Let $(X, d)$ be a compact metric space, topological dimension of $X$ denote by $dim_{top}(X)$ and define $dim_{top}(X)\leq n$ if for every $\epsilon>0$ there is an open cover $\mathcal{U}$ of $X$ by open sets with diameter $\leq \epsilon$ such that every point belongs at most $n+1$ sets of $\mathcal{U}$.

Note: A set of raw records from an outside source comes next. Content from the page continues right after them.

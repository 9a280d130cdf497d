use std::fmt;
use std::str::FromStr;

use chrono::{DateTime, Utc};
use serde::{Deserialize, Serialize};

use super::AuditError;
use crate::desk::{PostKind, TicketStatus, UserRole};

/// Audit event types
#[derive(Debug, Clone, Serialize, Deserialize)]
#[serde(tag = "type", rename_all = "snake_case")]
pub enum AuditEvent {
    // System events
    ServiceStarted {
        version: String,
        config_hash: String,
    },
    ServiceStopped {
        reason: String,
    },

    // Ticket lifecycle
    TicketCreated {
        topic_id: i64,
        /// The requester the ticket belongs to
        requester_id: i64,
        /// Who opened the ticket (an agent, or the requester themselves)
        created_by: i64,
        /// Whether the requester was registered as part of this ticket
        user_created: bool,
        notification_sent: bool,
    },
    TicketViewed {
        topic_id: i64,
        viewer_id: i64,
    },
    TicketStatusChanged {
        topic_id: i64,
        from_status: TicketStatus,
        to_status: TicketStatus,
        changed_by: i64,
        /// Set when the change came from an explicit status action rather
        /// than as a side effect of a reply or view
        #[serde(default, skip_serializing_if = "Option::is_none")]
        reason: Option<String>,
    },
    TicketAssigned {
        topic_id: i64,
        assigned_user_id: i64,
        assigned_by: i64,
    },
    PostCreated {
        topic_id: i64,
        post_id: i64,
        author_id: i64,
        kind: PostKind,
    },

    // Users
    UserCreated {
        user_id: i64,
        role: UserRole,
        /// None when the user was registered implicitly or at bootstrap
        #[serde(default, skip_serializing_if = "Option::is_none")]
        created_by: Option<i64>,
    },
    UserUpdated {
        user_id: i64,
        updated_by: i64,
    },

    // Knowledge base
    RecordReordered {
        /// "doc" or "category"
        object: String,
        record_id: i64,
        position: i64,
        reordered_by: i64,
    },

    // Settings
    SettingsUpdated {
        keys: Vec<String>,
        updated_by: i64,
    },
}

/// Event kinds, as stored in the `event_type` column and accepted by the
/// audit query API.
#[derive(Debug, Clone, Copy, PartialEq, Eq, Hash, Serialize, Deserialize)]
#[serde(rename_all = "snake_case")]
pub enum AuditEventKind {
    ServiceStarted,
    ServiceStopped,
    TicketCreated,
    TicketViewed,
    TicketStatusChanged,
    TicketAssigned,
    PostCreated,
    UserCreated,
    UserUpdated,
    RecordReordered,
    SettingsUpdated,
}

impl AuditEventKind {
    pub const ALL: [AuditEventKind; 11] = [
        AuditEventKind::ServiceStarted,
        AuditEventKind::ServiceStopped,
        AuditEventKind::TicketCreated,
        AuditEventKind::TicketViewed,
        AuditEventKind::TicketStatusChanged,
        AuditEventKind::TicketAssigned,
        AuditEventKind::PostCreated,
        AuditEventKind::UserCreated,
        AuditEventKind::UserUpdated,
        AuditEventKind::RecordReordered,
        AuditEventKind::SettingsUpdated,
    ];

    pub fn as_str(&self) -> &'static str {
        match self {
            AuditEventKind::ServiceStarted => "service_started",
            AuditEventKind::ServiceStopped => "service_stopped",
            AuditEventKind::TicketCreated => "ticket_created",
            AuditEventKind::TicketViewed => "ticket_viewed",
            AuditEventKind::TicketStatusChanged => "ticket_status_changed",
            AuditEventKind::TicketAssigned => "ticket_assigned",
            AuditEventKind::PostCreated => "post_created",
            AuditEventKind::UserCreated => "user_created",
            AuditEventKind::UserUpdated => "user_updated",
            AuditEventKind::RecordReordered => "record_reordered",
            AuditEventKind::SettingsUpdated => "settings_updated",
        }
    }

    /// Kinds that always carry a topic id, i.e. a ticket's history.
    pub fn is_ticket_event(&self) -> bool {
        matches!(
            self,
            AuditEventKind::TicketCreated
                | AuditEventKind::TicketViewed
                | AuditEventKind::TicketStatusChanged
                | AuditEventKind::TicketAssigned
                | AuditEventKind::PostCreated
        )
    }
}

impl fmt::Display for AuditEventKind {
    fn fmt(&self, f: &mut fmt::Formatter<'_>) -> fmt::Result {
        f.write_str(self.as_str())
    }
}

impl FromStr for AuditEventKind {
    type Err = AuditError;

    fn from_str(s: &str) -> Result<Self, Self::Err> {
        let s = s.trim();
        AuditEventKind::ALL
            .into_iter()
            .find(|kind| kind.as_str() == s)
            .ok_or_else(|| AuditError::UnknownEventType(s.to_string()))
    }
}

impl AuditEvent {
    pub fn kind(&self) -> AuditEventKind {
        match self {
            Self::ServiceStarted { .. } => AuditEventKind::ServiceStarted,
            Self::ServiceStopped { .. } => AuditEventKind::ServiceStopped,
            Self::TicketCreated { .. } => AuditEventKind::TicketCreated,
            Self::TicketViewed { .. } => AuditEventKind::TicketViewed,
            Self::TicketStatusChanged { .. } => AuditEventKind::TicketStatusChanged,
            Self::TicketAssigned { .. } => AuditEventKind::TicketAssigned,
            Self::PostCreated { .. } => AuditEventKind::PostCreated,
            Self::UserCreated { .. } => AuditEventKind::UserCreated,
            Self::UserUpdated { .. } => AuditEventKind::UserUpdated,
            Self::RecordReordered { .. } => AuditEventKind::RecordReordered,
            Self::SettingsUpdated { .. } => AuditEventKind::SettingsUpdated,
        }
    }

    /// The ticket this event belongs to.
    pub fn topic_id(&self) -> Option<i64> {
        match self {
            Self::TicketCreated { topic_id, .. }
            | Self::TicketViewed { topic_id, .. }
            | Self::TicketStatusChanged { topic_id, .. }
            | Self::TicketAssigned { topic_id, .. }
            | Self::PostCreated { topic_id, .. } => Some(*topic_id),
            _ => None,
        }
    }

    /// The desk user who caused the event. `None` for service lifecycle
    /// events and for requesters registered implicitly by a new ticket.
    pub fn actor_id(&self) -> Option<i64> {
        match self {
            Self::TicketCreated { created_by, .. } => Some(*created_by),
            Self::TicketViewed { viewer_id, .. } => Some(*viewer_id),
            Self::TicketStatusChanged { changed_by, .. } => Some(*changed_by),
            Self::TicketAssigned { assigned_by, .. } => Some(*assigned_by),
            Self::PostCreated { author_id, .. } => Some(*author_id),
            Self::UserCreated { created_by, .. } => *created_by,
            Self::UserUpdated { updated_by, .. } => Some(*updated_by),
            Self::RecordReordered { reordered_by, .. } => Some(*reordered_by),
            Self::SettingsUpdated { updated_by, .. } => Some(*updated_by),
            Self::ServiceStarted { .. } | Self::ServiceStopped { .. } => None,
        }
    }
}

/// A stored audit event. `event_type`, `topic_id` and `actor_id` are
/// denormalized from `data` so they can be filtered on.
#[derive(Debug, Clone, Serialize, Deserialize)]
pub struct AuditRecord {
    pub id: i64,
    pub timestamp: DateTime<Utc>,
    pub event_type: AuditEventKind,
    pub topic_id: Option<i64>,
    pub actor_id: Option<i64>,
    pub data: AuditEvent,
}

Also inductive dimension of $X$ denote by $ind(X)$ and define
1)$ind(X)=-1$ if and only if $X=\emptyset$,
2) $ind(X)\leq n$ where $n=0\ldots, $ if every $x\in X$ and every open set $V$ of $x$ there exists an open set $U\subset V$ such that
$x\in U$ and $ind(FrU)\leq n-1$ where $Fr(U)$ is boundary of $U$.
what is the relation between $dim_{top}(X)$ and $ind(X)$?
please help me to know it.
For separable metric spaces $\operatorname{ind}(X) = \dim(X)$, where $\dim(X)$ is the covering dimension which for compact metric spaces coincides with your $\dim_{\text{top}}$ (Using Lebesgue numbers for covers).
So they're all equal in your case. Read Hurewicz or Engelking on dimension theory.